We aren’t saying what Augustine said

In East-West discussions on original and actual sin, it’s sometimes assumed that the West holds to Augustine’s view.  Augustine worked off of the following translation of Romans 5:12,

in quo omnes peccaverunt

which is translated,

“in whom all sinned.”

Eastern Orthodox correctly point out that is wrong.  The Greek reads

eph ho pantes hemarton

Hoekema suggests the idiom eph ho should be translated “because” or “since.”  We still have the problem of identifying the connection between our pre-temporal sinning in Adam and Adam’s sin; nevertheless, Scripture seems to affirm it.  The problem remaining is that those who haven’t yet lived are said “to have sinned.”

Christ in Eastern Thought: Damascene (8)

Defines nature as “a species which can’t be divided into other species” (154, quoting PG 94, col. 593).

Hypostasis: existence by itself (155).

“The Word has the initiative in the work of the Incarnation, and it is evident that the theory of enhypostasis while asserting and underlying Christ’s humanity, shows in an unequivocal way the primordial greatness of the divinity” (156).  No one will accuse John of Damascus of being a monothelite; in fact, his statement appears to be a restatement of the instrumentalization thesis.   Calvinists never say that Christ’s divinity overrides his humanity, or that the Holy Spirit mechanistically does so.  But if Calvinists are to be accused of monothelitism because the divine nature has precedence over the human nature, then the charge must also extend to John of Damascus.

Jesus’s hypostasis:  “constitutes or represents, in a sense, the whole of mankind” (160).  Reformed would say that Jesus represents the whole of mankind, but on covenantal not metaphysical grounds.

original sin: “Sin is not in nature but in the free choice” (162).  “The Greek Fathers conceived original sin as first of all hereditary mortality that mainatined mankind under the devil’s control” (162-163).  The consequence of the sin is that the soul submitted to the body.

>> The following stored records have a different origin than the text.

//! Types that can exchange (read/write) bytes with a connected device.
//!
//! The [`Backend`] trait represents all such types.

use std::io;
use std::time::Duration;

use crate::error::{ConnectionError, ConnectionStage};
use serialport as sp;

#[cfg(windows)]
use sp::COMPort as ExternSerial;
use sp::SerialPort;
#[cfg(unix)]
use sp::TTYPort as ExternSerial;

/// The placeholder name for a backend that doesn't have a name.
pub(crate) const UNKNOWN_BACKEND_NAME: &str = "<unknown backend>";

/// Types that allow reading and writing bytes with a connected device.
pub trait Backend: io::Read + io::Write + private::Sealed {
	/// Set the read timeout.
	///
	/// If timeout is `None`, reads will block indefinitely.
	fn set_read_timeout(&mut self, timeout: Option<Duration>) -> Result<(), io::Error>;

	/// Get the read timeout.
	///
	/// If timeout is `None`, reads will block indefinitely.
	fn read_timeout(&self) -> Result<Option<Duration>, io::Error>;

	/// Discard any bytes that have been received but not yet read.
	fn clear_input(&mut self) -> Result<(), io::Error>;

	/// Get the "name" of the backend.
	///
	/// This can be in any format, but should uniquely identify the backend
	/// instance.
	fn name(&self) -> Option<String>;
}

impl<C: Backend + ?Sized> Backend for Box<C> {
	fn set_read_timeout(&mut self, timeout: Option<Duration>) -> Result<(), io::Error> {
		(**self).set_read_timeout(timeout)
	}
	fn read_timeout(&self) -> Result<Option<Duration>, io::Error> {
		(**self).read_timeout()
	}
	fn clear_input(&mut self) -> Result<(), io::Error> {
		(**self).clear_input()
	}
	fn name(&self) -> Option<String> {
		(**self).name()
	}
}

impl<C: Backend + ?Sized> Backend for &mut C {
	fn set_read_timeout(&mut self, timeout: Option<Duration>) -> Result<(), io::Error> {
		(**self).set_read_timeout(timeout)
	}
	fn read_timeout(&self) -> Result<Option<Duration>, io::Error> {
		(**self).read_timeout()
	}
	fn clear_input(&mut self) -> Result<(), io::Error> {
		(**self).clear_input()
	}
	fn name(&self) -> Option<String> {
		(**self).name()
	}
}

/// A platform agnostic serial port backend.
//
// `serialport` exposes `COMPort` and `TTYPort` for windows and unix. Only one
// exists on any given platform, so wrap whichever it is in a newtype rather
// than paying for dynamic dispatch or threading a type parameter everywhere.
#[derive(Debug)]
pub struct Serial(pub(crate) ExternSerial);

impl Serial {
	/// A baud rate every serial port accepts, used while opening.
	const OPENING_BAUD_RATE: u32 = 9_600;

	/// Open the serial port at `path` (8N1, no flow control) at `baud_rate`.
	///
	/// Failing to apply the baud rate is reported separately from failing to
	/// open the port, and the port is closed before the error is returned.
	pub(crate) fn open(
		path: &str,
		baud_rate: u32,
		timeout: Option<Duration>,
	) -> Result<Serial, ConnectionError> {
		// The baud rate passed to new is not reliably applied, so open at a
		// rate every port accepts and set the requested one afterwards.
		let mut port = sp::new(path, Serial::OPENING_BAUD_RATE)
			.data_bits(sp::DataBits::Eight)
			.parity(sp::Parity::None)
			.flow_control(sp::FlowControl::None)
			.stop_bits(sp::StopBits::One)
			// The serialport API does not support infinite timeouts, so simply
			// set the timeout to the largest possible duration if `timeout` is
			// `None`, which is practically infinite.
			.timeout(timeout.unwrap_or(Duration::MAX))
			.open_native()
			.map_err(|err| ConnectionError::new(path, baud_rate, ConnectionStage::Open, err))?;
		if let Err(err) = port.set_baud_rate(baud_rate) {
			drop(port);
			return Err(ConnectionError::new(
				path,
				baud_rate,
				ConnectionStage::BaudRate,
				err,
			));
		}
		log::debug!("opened {path} at {baud_rate} baud");
		Ok(Serial(port))
	}
}

impl io::Read for Serial {
	fn read(&mut self, buf: &mut [u8]) -> io::Result<usize> {
		self.0.read(buf)
	}
}

impl io::Write for Serial {
	fn write(&mut self, buf: &[u8]) -> io::Result<usize> {
		self.0.write(buf)
	}

	fn flush(&mut self) -> io::Result<()> {
		self.0.flush()
	}
}

impl Backend for Serial {
	fn set_read_timeout(&mut self, timeout: Option<Duration>) -> Result<(), io::Error> {
		// The serialport API does not support infinite timeouts, so simply set
		// the timeout to the largest possible duration if `timeout` is `None`,
		// which is practically infinite.
		Ok(self.0.set_timeout(timeout.unwrap_or(Duration::MAX))?)
	}
	fn read_timeout(&self) -> Result<Option<Duration>, io::Error> {
		Ok(Some(self.0.timeout()))
	}
	fn clear_input(&mut self) -> Result<(), io::Error> {
		Ok(self.0.clear(sp::ClearBuffer::Input)?)
	}
	fn name(&self) -> Option<String> {
		self.0.name()
	}
}

/// A function that produces the bytes a simulated device sends back after
/// each write.
#[cfg(any(test, feature = "mock"))]
pub type Responder = Box<dyn FnMut(&[u8]) -> Vec<u8> + Send>;

/// A mock backend for use in testing.
///
/// It has the following features:
///   * It records all data written to it.
///   * It can be filled with data for reading, either directly or by a
///     [`Responder`] that is called with every write.
///   * Reading with no data available waits for the read timeout (capped at
///     one second) and then fails with [`io::ErrorKind::TimedOut`], like a
///     silent device would.
///   * Specific errors can be inserted for calls to `read`, `write`, `flush`,
///     `set_read_timeout`, and `clear_input`.
#[cfg(any(test, feature = "mock"))]
#[cfg_attr(all(doc, feature = "doc_cfg"), doc(cfg(feature = "mock")))]
pub struct Mock {
	/// The buffer data is read from
	buffer: std::collections::VecDeque<u8>,
	/// Everything written so far
	written: Vec<u8>,
	/// Generates data to read after every write, if set.
	responder: Option<Responder>,
	/// The error to surface on the next read, if any. It is only surfaced once.
	read_error: Option<io::Error>,
	/// The error to surface on the next write, if any. It is only surfaced once.
	write_error: Option<io::Error>,
	/// The error to surface on the next flush, if any. It is only surfaced once.
	flush_error: Option<io::Error>,
	/// The error to surface on the next set_read_timeout, if any. It is only surfaced once.
	set_read_timeout_error: Option<io::Error>,
	/// The error to surface on the next clear_input, if any. It is only surfaced once.
	clear_input_error: Option<io::Error>,
	/// How long a read waits when there is no data.
	read_timeout: Option<Duration>,
}

#[cfg(any(test, feature = "mock"))]
impl Mock {
	/// The longest a read will wait before reporting a timeout.
	const MAX_SIMULATED_WAIT: Duration = Duration::from_secs(1);

	/// Create a new Mock backend.
	pub fn new() -> Self {
		Mock {
			buffer: std::collections::VecDeque::new(),
			written: Vec::new(),
			responder: None,
			read_error: None,
			write_error: None,
			flush_error: None,
			set_read_timeout_error: None,
			clear_input_error: None,
			read_timeout: Some(Duration::ZERO),
		}
	}
	/// Create a new Mock backend that answers every write with `responder`.
	pub fn with_responder<F>(responder: F) -> Self
	where
		F: FnMut(&[u8]) -> Vec<u8> + Send + 'static,
	{
		let mut mock = Mock::new();
		mock.set_responder(responder);
		mock
	}
	/// Append data to the read buffer.
	///
	/// The data is not validated in any way.
	pub fn push<T: AsRef<[u8]>>(&mut self, bytes: T) {
		self.buffer.extend(bytes.as_ref());
	}
	/// Clear the read buffer.
	pub fn clear(&mut self) {
		self.buffer.clear();
	}
	/// Whether the mock has any data available or not
	pub fn is_empty(&self) -> bool {
		self.buffer.is_empty()
	}
	/// Set the function that generates data after every write.
	pub fn set_responder<F>(&mut self, responder: F)
	where
		F: FnMut(&[u8]) -> Vec<u8> + Send + 'static,
	{
		self.responder = Some(Box::new(responder));
	}
	/// All the bytes written to the mock so far.
	pub fn written(&self) -> &[u8] {
		&self.written
	}
	/// Set the error for the next `read`, if any.
	pub fn read_error(&mut self, err: Option<io::Error>) {
		self.read_error = err;
	}
	/// Set the error for the next `write`, if any.
	pub fn write_error(&mut self, err: Option<io::Error>) {
		self.write_error = err;
	}
	/// Set the error for the next `flush`, if any.
	pub fn flush_error(&mut self, err: Option<io::Error>) {
		self.flush_error = err;
	}
	/// Set the error for the next `set_read_timeout`, if any.
	pub fn set_read_timeout_error(&mut self, err: Option<io::Error>) {
		self.set_read_timeout_error = err;
	}
	/// Set the error for the next `clear_input`, if any.
	pub fn clear_input_error(&mut self, err: Option<io::Error>) {
		self.clear_input_error = err;
	}
}

#[cfg(any(test, feature = "mock"))]
impl Default for Mock {
	fn default() -> Self {
		Self::new()
	}
}

#[cfg(any(test, feature = "mock"))]
impl std::fmt::Debug for Mock {
	fn fmt(&self, f: &mut std::fmt::Formatter<'_>) -> std::fmt::Result {
		f.debug_struct("Mock")
			.field("buffered", &self.buffer.len())
			.field("written", &self.written.len())
			.field("responder", &self.responder.is_some())
			.field("read_timeout", &self.read_timeout)
			.finish_non_exhaustive()
	}
}

#[cfg(any(test, feature = "mock"))]
impl Backend for Mock {
	fn set_read_timeout(&mut self, timeout: Option<Duration>) -> Result<(), io::Error> {
		if let Some(err) = self.set_read_timeout_error.take() {
			Err(err)
		} else {
			self.read_timeout = timeout;
			Ok(())
		}
	}

	fn read_timeout(&self) -> Result<Option<Duration>, io::Error> {
		Ok(self.read_timeout)
	}

	fn clear_input(&mut self) -> Result<(), io::Error> {
		if let Some(err) = self.clear_input_error.take() {
			Err(err)
		} else {
			self.buffer.clear();
			Ok(())
		}
	}

	fn name(&self) -> Option<String> {
		Some(format!("<mock 0x{:x}>", std::ptr::from_ref(self) as usize))
	}
}

#[cfg(any(test, feature = "mock"))]
impl io::Read for Mock {
	fn read(&mut self, buf: &mut [u8]) -> io::Result<usize> {
		if let Some(err) = self.read_error.take() {
			return Err(err);
		}
		if self.buffer.is_empty() {
			// A real device with nothing to say makes the read block until
			// the timeout expires.
			let wait = self
				.read_timeout
				.unwrap_or(Mock::MAX_SIMULATED_WAIT)
				.min(Mock::MAX_SIMULATED_WAIT);
			std::thread::sleep(wait);
			return Err(io::Error::new(
				io::ErrorKind::TimedOut,
				"Simulated timeout error",
			));
		}
		let mut count = 0;
		while count < buf.len() {
			match self.buffer.pop_front() {
				Some(byte) => {
					buf[count] = byte;
					count += 1;
				}
				None => break,
			}
		}
		Ok(count)
	}
}

#[cfg(any(test, feature = "mock"))]
impl io::Write for Mock {
	fn write(&mut self, buf: &[u8]) -> io::Result<usize> {
		if let Some(err) = self.write_error.take() {
			return Err(err);
		}
		self.written.extend_from_slice(buf);
		if let Some(responder) = self.responder.as_mut() {
			let reply = (responder)(buf);
			self.buffer.extend(reply);
		}
		Ok(buf.len())
	}

	fn flush(&mut self) -> io::Result<()> {
		if let Some(err) = self.flush_error.take() {
			Err(err)
		} else {
			Ok(())
		}
	}
}

mod private {
	pub trait Sealed {}

	impl Sealed for super::Serial {}
	#[cfg(any(test, feature = "mock"))]
	impl Sealed for super::Mock {}
	impl<C: super::Backend + ?Sized> Sealed for Box<C> {}
	impl<C: super::Backend + ?Sized> Sealed for &mut C {}
}

#[cfg(test)]
mod test {
	use super::*;
	use std::io::{Read as _, Write as _};

	#[test]
	fn mock_responder_answers_writes() {
		let mut mock = Mock::with_responder(|written| {
			let mut reply = written.to_vec();
			reply.reverse();
			reply
		});
		mock.write_all(b"abc").unwrap();
		assert_eq!(mock.written(), b"abc");

		let mut buf = [0u8; 3];
		mock.read_exact(&mut buf).unwrap();
		assert_eq!(&buf, b"cba");
		assert!(mock.is_empty());
	}

	#[test]
	fn mock_clear_input_discards_pending_data() {
		let mut mock = Mock::new();
		mock.push(b"chatter");
		mock.clear_input().unwrap();
		assert!(mock.is_empty());

		mock.clear_input_error(Some(io::Error::other("busy")));
		assert!(mock.clear_input().is_err());
		assert!(mock.clear_input().is_ok());
	}

	#[test]
	fn mock_times_out_when_empty() {
		let mut mock = Mock::new();
		mock.set_read_timeout(Some(Duration::from_millis(20)))
			.unwrap();
		let start = std::time::Instant::now();
		let mut buf = [0u8; 1];
		let err = mock.read(&mut buf).unwrap_err();
		assert_eq!(err.kind(), io::ErrorKind::TimedOut);
		assert!(start.elapsed() >= Duration::from_millis(20));
	}
}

John goes on to state that Christ only assumed the incorruptible passions like hunger and death, and not the passions leading to sin.  Interestingly, this isn’t that far removed from the Reformed contention that sin is accidental to the human nature and not a positive principle (cf Charles Hodge).

Christ in Eastern Thought: Desert Spirituality (6)

Theme:  Spirituality and soteriology are tied together.  Further tying these two are three sub-themes:  doctrine of the imago dei, rejection of original sin, and deification (114).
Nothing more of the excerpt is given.